The task: Copy out lines with the word "field" from the material that follows.

Available data:

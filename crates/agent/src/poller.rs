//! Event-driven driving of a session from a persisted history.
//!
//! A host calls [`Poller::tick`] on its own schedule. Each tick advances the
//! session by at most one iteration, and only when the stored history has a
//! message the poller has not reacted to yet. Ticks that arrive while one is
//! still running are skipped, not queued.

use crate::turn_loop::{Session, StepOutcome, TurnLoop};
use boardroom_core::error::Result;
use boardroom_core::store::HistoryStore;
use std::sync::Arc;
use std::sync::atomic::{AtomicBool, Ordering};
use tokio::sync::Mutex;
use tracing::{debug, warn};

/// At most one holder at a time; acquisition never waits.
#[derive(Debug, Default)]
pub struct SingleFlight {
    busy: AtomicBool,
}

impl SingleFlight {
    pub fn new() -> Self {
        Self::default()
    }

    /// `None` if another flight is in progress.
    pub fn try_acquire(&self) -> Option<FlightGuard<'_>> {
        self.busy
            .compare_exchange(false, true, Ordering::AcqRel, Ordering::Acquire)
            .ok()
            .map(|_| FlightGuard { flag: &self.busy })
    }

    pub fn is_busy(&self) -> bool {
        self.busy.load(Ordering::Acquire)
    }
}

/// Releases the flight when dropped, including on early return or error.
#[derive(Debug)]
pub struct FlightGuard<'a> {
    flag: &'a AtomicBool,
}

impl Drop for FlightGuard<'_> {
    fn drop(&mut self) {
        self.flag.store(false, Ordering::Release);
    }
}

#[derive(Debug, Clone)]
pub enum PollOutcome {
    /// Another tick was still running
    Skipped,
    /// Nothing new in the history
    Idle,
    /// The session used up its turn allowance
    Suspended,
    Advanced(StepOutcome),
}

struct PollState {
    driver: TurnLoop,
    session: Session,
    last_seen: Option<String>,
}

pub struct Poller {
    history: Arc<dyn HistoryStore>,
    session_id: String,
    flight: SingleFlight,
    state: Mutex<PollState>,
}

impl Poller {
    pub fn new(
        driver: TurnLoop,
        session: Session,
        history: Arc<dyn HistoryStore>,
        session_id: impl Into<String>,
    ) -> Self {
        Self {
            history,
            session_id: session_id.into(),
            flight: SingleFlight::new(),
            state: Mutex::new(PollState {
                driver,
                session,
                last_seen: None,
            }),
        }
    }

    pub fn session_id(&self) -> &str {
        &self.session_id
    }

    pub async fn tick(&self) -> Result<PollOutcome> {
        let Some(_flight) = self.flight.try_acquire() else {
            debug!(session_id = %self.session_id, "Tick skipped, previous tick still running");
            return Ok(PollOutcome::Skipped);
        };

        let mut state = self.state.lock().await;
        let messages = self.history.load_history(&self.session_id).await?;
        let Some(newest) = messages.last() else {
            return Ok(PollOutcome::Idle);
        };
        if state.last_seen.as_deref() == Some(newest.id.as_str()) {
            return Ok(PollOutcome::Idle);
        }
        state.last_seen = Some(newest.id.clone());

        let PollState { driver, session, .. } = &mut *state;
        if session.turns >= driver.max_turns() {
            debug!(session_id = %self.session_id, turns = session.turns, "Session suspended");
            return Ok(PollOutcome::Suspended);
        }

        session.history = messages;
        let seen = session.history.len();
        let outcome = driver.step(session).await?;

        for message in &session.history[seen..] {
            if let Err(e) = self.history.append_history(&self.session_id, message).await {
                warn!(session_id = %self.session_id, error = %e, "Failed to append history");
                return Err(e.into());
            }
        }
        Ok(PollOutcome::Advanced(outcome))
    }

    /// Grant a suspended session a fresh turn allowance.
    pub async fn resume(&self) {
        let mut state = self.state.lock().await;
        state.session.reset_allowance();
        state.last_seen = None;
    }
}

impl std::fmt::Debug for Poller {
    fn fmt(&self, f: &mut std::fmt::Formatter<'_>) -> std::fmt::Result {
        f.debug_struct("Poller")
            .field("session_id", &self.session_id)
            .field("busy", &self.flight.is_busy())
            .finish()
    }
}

Task solution:
            .field("session_id", &self.session_id)
            .field("busy", &self.flight.is_busy())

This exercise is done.